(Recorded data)
⁂

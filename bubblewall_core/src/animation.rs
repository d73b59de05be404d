// Copyright 2026 the Bubblewall Authors
// SPDX-License-Identifier: Apache-2.0 OR MIT

//! Frame-stepped bubble and background transitions.
//!
//! Every transition is a tight loop of the same shape:
//!
//! ```text
//!   mutate radii / brightness ──► FrameContext::present()
//!          ▲                               │
//!          └──── FrameContext::is_cancelled() / is_visible()
//! ```
//!
//! The [`FrameContext`] is the only way a transition reaches the outside
//! world: it builds and presents frames, and reports visibility and
//! cancellation. Both flags are polled between frames only, never in the
//! middle of one.
//!
//! Only [`expand`] observes cancellation. It is the one open-ended
//! transition, and it always finishes with a [`maximize`] pass so the final
//! radii are latched no matter why it stopped.

use crate::background::BackgroundState;
use crate::bubble::BubbleSet;

/// Fraction of the maximum radius added per expand frame at full speed.
pub const EXPAND_STEP_FRACTION: f32 = 0.25;

/// Floor of the expand speed modifier, so a bubble never stalls.
pub const MIN_SPEED: f32 = 0.001;

/// Frames emitted by [`maximize`].
pub const MAXIMIZE_PASSES: u32 = 2;

/// Frames emitted by [`touch_pulse`].
pub const TOUCH_FRAMES: u32 = 20;

/// Touch frames `0..=TOUCH_LAST_SHRINK_FRAME` shrink; the rest grow back.
pub const TOUCH_LAST_SHRINK_FRAME: u32 = 10;

/// Radius change per touch frame.
pub const TOUCH_STEP: f32 = 0.25;

/// Brightness steps of a background transition (21 frames, 0.05 apart).
pub const BACKGROUND_STEPS: u32 = 20;

/// Host-facing side of a running transition.
pub trait FrameContext {
    /// Error raised while presenting a frame.
    type Error;

    /// Builds a frame from the current state and hands it to the surface.
    fn present(
        &mut self,
        bubbles: &BubbleSet,
        background: &BackgroundState,
    ) -> Result<(), Self::Error>;

    /// Whether the surface is currently visible.
    fn is_visible(&self) -> bool;

    /// Whether a superseding job asked this transition to stop.
    fn is_cancelled(&self) -> bool;
}

/// What a transition did.
#[derive(Clone, Copy, Debug, Default, PartialEq, Eq)]
pub struct TransitionOutcome {
    /// Frames presented.
    pub frames: u32,
    /// Whether the transition stopped early (cancelled or hidden).
    pub interrupted: bool,
}

/// Sets every bubble to its maximum radius, presenting two identical frames.
///
/// The second pass latches the final state even if another writer raced the
/// first frame.
pub fn maximize<C: FrameContext>(
    bubbles: &mut BubbleSet,
    background: &mut BackgroundState,
    ctx: &mut C,
) -> Result<TransitionOutcome, C::Error> {
    background.settle();
    for _ in 0..MAXIMIZE_PASSES {
        bubbles.set_all_radii(|b| b.max_radius() as f32);
        ctx.present(bubbles, background)?;
    }
    Ok(TransitionOutcome {
        frames: MAXIMIZE_PASSES,
        interrupted: false,
    })
}

/// Sets every bubble to its minimized radius and presents one frame.
pub fn minimize<C: FrameContext>(
    bubbles: &mut BubbleSet,
    background: &mut BackgroundState,
    ctx: &mut C,
) -> Result<TransitionOutcome, C::Error> {
    background.settle();
    bubbles.set_all_radii(|b| b.minimized_radius() as f32);
    ctx.present(bubbles, background)?;
    Ok(TransitionOutcome {
        frames: 1,
        interrupted: false,
    })
}

/// Presents one frame of the current state at resting brightness.
pub fn redraw<C: FrameContext>(
    bubbles: &mut BubbleSet,
    background: &mut BackgroundState,
    ctx: &mut C,
) -> Result<TransitionOutcome, C::Error> {
    background.settle();
    ctx.present(bubbles, background)?;
    Ok(TransitionOutcome {
        frames: 1,
        interrupted: false,
    })
}

/// Easing multiplier for one expand step of one bubble.
///
/// Accelerates away from the minimized floor when the set started out
/// minimized, decelerates past the half-way radius, and never drops below
/// [`MIN_SPEED`].
#[must_use]
pub fn speed_modifier(
    current: f32,
    max_radius: i32,
    minimized_radius: i32,
    from_minimized: bool,
) -> f32 {
    let half = max_radius as f32 / 2.0;
    let minimized = minimized_radius as f32;
    let mut speed = current / half;
    if speed > 1.0 {
        speed = 2.0 - speed;
    } else if current >= minimized && from_minimized {
        speed = (current - minimized) / half;
    }
    speed.max(MIN_SPEED)
}

/// Grows every bubble towards its maximum radius with eased steps.
///
/// Before each frame the loop stops if the context is cancelled or the
/// surface is hidden; after each frame it stops once every bubble reached its
/// maximum. A [`maximize`] pass always follows.
///
/// Whether the set starts minimized is judged from the first bubble alone,
/// since all bubbles are minimized and maximized together.
pub fn expand<C: FrameContext>(
    bubbles: &mut BubbleSet,
    background: &mut BackgroundState,
    ctx: &mut C,
) -> Result<TransitionOutcome, C::Error> {
    background.settle();
    let from_minimized = bubbles
        .get(0)
        .is_some_and(|b| b.current_radius == b.minimized_radius() as f32);

    let mut frames = 0;
    let mut interrupted = false;
    loop {
        background.visible = ctx.is_visible();
        if ctx.is_cancelled() || !background.visible {
            interrupted = true;
            break;
        }
        for bubble in bubbles.iter_mut() {
            let delta = bubble.max_radius() as f32 * EXPAND_STEP_FRACTION;
            let speed = speed_modifier(
                bubble.current_radius,
                bubble.max_radius(),
                bubble.minimized_radius(),
                from_minimized,
            );
            bubble.current_radius += delta * speed;
        }
        ctx.present(bubbles, background)?;
        frames += 1;
        if bubbles.all_at_least_max() {
            break;
        }
    }

    let latch = maximize(bubbles, background, ctx)?;
    Ok(TransitionOutcome {
        frames: frames + latch.frames,
        interrupted,
    })
}

/// Squashes the bubble at `index`: 11 frames shrinking by [`TOUCH_STEP`],
/// then 9 frames growing back.
///
/// The net change is `-2 * TOUCH_STEP`. Radii are not clamped. An index
/// outside the set presents nothing.
pub fn touch_pulse<C: FrameContext>(
    bubbles: &mut BubbleSet,
    background: &mut BackgroundState,
    index: usize,
    ctx: &mut C,
) -> Result<TransitionOutcome, C::Error> {
    if index >= bubbles.len() {
        return Ok(TransitionOutcome::default());
    }
    background.settle();
    for frame in 0..TOUCH_FRAMES {
        if let Some(bubble) = bubbles.get_mut(index) {
            bubble.current_radius += if frame <= TOUCH_LAST_SHRINK_FRAME {
                -TOUCH_STEP
            } else {
                TOUCH_STEP
            };
        }
        ctx.present(bubbles, background)?;
    }
    Ok(TransitionOutcome {
        frames: TOUCH_FRAMES,
        interrupted: false,
    })
}

/// Fades the background towards the current theme.
///
/// While visible, brightness walks from the opposite end to the theme's
/// resting level in 21 frames. A hidden surface gets a single frame at the
/// resting level.
pub fn background_transition<C: FrameContext>(
    bubbles: &mut BubbleSet,
    background: &mut BackgroundState,
    ctx: &mut C,
) -> Result<TransitionOutcome, C::Error> {
    let dark = background.theme.is_dark();
    let mut frames = 0;
    for step in 0..=BACKGROUND_STEPS {
        let x = step as f32 / BACKGROUND_STEPS as f32;
        background.visible = ctx.is_visible();
        background.brightness = if background.visible {
            (if dark { 1.0 - x } else { x }).max(0.0)
        } else {
            background.theme.resting_brightness()
        };
        ctx.present(bubbles, background)?;
        frames += 1;
        if !background.visible {
            return Ok(TransitionOutcome {
                frames,
                interrupted: true,
            });
        }
    }
    Ok(TransitionOutcome {
        frames,
        interrupted: false,
    })
}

⁂

DESCRIPTION OF THE TASK
If a line in the entries above has the word "never", copy it.

SOLVED PROBLEM
//! cancellation. Both flags are polled between frames only, never in the
/// Floor of the expand speed modifier, so a bubble never stalls.
/// minimized, decelerates past the half-way radius, and never drops below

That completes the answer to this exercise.